- **Task requirements**
Word for word, set down every record that appears below.

- **Material provided**
◇ ◇ ◇ ◇

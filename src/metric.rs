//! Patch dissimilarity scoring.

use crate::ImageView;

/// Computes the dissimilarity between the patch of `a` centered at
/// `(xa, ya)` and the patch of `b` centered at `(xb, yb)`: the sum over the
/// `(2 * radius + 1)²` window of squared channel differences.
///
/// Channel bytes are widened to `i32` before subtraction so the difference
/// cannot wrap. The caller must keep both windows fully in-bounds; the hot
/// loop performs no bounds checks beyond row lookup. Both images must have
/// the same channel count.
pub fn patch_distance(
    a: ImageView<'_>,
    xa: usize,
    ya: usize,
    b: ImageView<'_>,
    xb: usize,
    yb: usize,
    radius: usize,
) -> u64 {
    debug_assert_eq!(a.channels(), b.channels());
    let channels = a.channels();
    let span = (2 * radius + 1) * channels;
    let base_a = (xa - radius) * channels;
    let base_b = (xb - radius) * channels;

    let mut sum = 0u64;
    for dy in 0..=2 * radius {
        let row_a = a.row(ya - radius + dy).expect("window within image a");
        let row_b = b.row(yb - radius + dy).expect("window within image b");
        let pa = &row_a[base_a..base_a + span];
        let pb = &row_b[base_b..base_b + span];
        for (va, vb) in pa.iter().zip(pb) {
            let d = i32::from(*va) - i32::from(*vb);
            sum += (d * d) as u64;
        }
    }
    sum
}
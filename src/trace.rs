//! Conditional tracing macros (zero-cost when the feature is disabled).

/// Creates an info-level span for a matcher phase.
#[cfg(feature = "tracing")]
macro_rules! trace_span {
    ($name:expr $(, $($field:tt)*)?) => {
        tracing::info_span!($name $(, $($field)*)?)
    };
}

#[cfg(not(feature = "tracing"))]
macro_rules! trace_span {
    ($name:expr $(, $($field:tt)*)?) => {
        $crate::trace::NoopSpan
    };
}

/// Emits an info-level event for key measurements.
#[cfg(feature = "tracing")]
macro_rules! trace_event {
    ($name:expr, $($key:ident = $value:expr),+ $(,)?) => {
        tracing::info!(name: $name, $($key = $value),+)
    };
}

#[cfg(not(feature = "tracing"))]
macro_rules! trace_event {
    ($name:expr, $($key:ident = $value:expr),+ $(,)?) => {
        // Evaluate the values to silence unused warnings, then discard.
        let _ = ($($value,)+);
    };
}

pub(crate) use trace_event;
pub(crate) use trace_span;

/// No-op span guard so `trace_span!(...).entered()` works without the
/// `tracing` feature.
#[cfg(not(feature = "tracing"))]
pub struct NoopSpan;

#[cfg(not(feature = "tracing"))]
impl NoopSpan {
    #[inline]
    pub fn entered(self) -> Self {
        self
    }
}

◇ ◇ ◇ ◇

- **Solution**
filename src/metric.rs
//! Patch dissimilarity scoring.

use crate::ImageView;

/// Computes the dissimilarity between the patch of `a` centered at
/// `(xa, ya)` and the patch of `b` centered at `(xb, yb)`: the sum over the
/// `(2 * radius + 1)²` window of squared channel differences.
///
/// Channel bytes are widened to `i32` before subtraction so the difference
/// cannot wrap. The caller must keep both windows fully in-bounds; the hot
/// loop performs no bounds checks beyond row lookup. Both images must have
/// the same channel count.
pub fn patch_distance(
    a: ImageView<'_>,
    xa: usize,
    ya: usize,
    b: ImageView<'_>,
    xb: usize,
    yb: usize,
    radius: usize,
) -> u64 {
    debug_assert_eq!(a.channels(), b.channels());
    let channels = a.channels();
    let span = (2 * radius + 1) * channels;
    let base_a = (xa - radius) * channels;
    let base_b = (xb - radius) * channels;

    let mut sum = 0u64;
    for dy in 0..=2 * radius {
        let row_a = a.row(ya - radius + dy).expect("window within image a");
        let row_b = b.row(yb - radius + dy).expect("window within image b");
        let pa = &row_a[base_a..base_a + span];
        let pb = &row_b[base_b..base_b + span];
        for (va, vb) in pa.iter().zip(pb) {
            let d = i32::from(*va) - i32::from(*vb);
            sum += (d * d) as u64;
        }
    }
    sum
}
filename src/trace.rs
//! Conditional tracing macros (zero-cost when the feature is disabled).

/// Creates an info-level span for a matcher phase.
#[cfg(feature = "tracing")]
macro_rules! trace_span {
    ($name:expr $(, $($field:tt)*)?) => {
        tracing::info_span!($name $(, $($field)*)?)
    };
}

#[cfg(not(feature = "tracing"))]
macro_rules! trace_span {
    ($name:expr $(, $($field:tt)*)?) => {
        $crate::trace::NoopSpan
    };
}

/// Emits an info-level event for key measurements.
#[cfg(feature = "tracing")]
macro_rules! trace_event {
    ($name:expr, $($key:ident = $value:expr),+ $(,)?) => {
        tracing::info!(name: $name, $($key = $value),+)
    };
}

#[cfg(not(feature = "tracing"))]
macro_rules! trace_event {
    ($name:expr, $($key:ident = $value:expr),+ $(,)?) => {
        // Evaluate the values to silence unused warnings, then discard.
        let _ = ($($value,)+);
    };
}

pub(crate) use trace_event;
pub(crate) use trace_span;

/// No-op span guard so `trace_span!(...).entered()` works without the
/// `tracing` feature.
#[cfg(not(feature = "tracing"))]
pub struct NoopSpan;

#[cfg(not(feature = "tracing"))]
impl NoopSpan {
    #[inline]
    pub fn entered(self) -> Self {
        self
    }
}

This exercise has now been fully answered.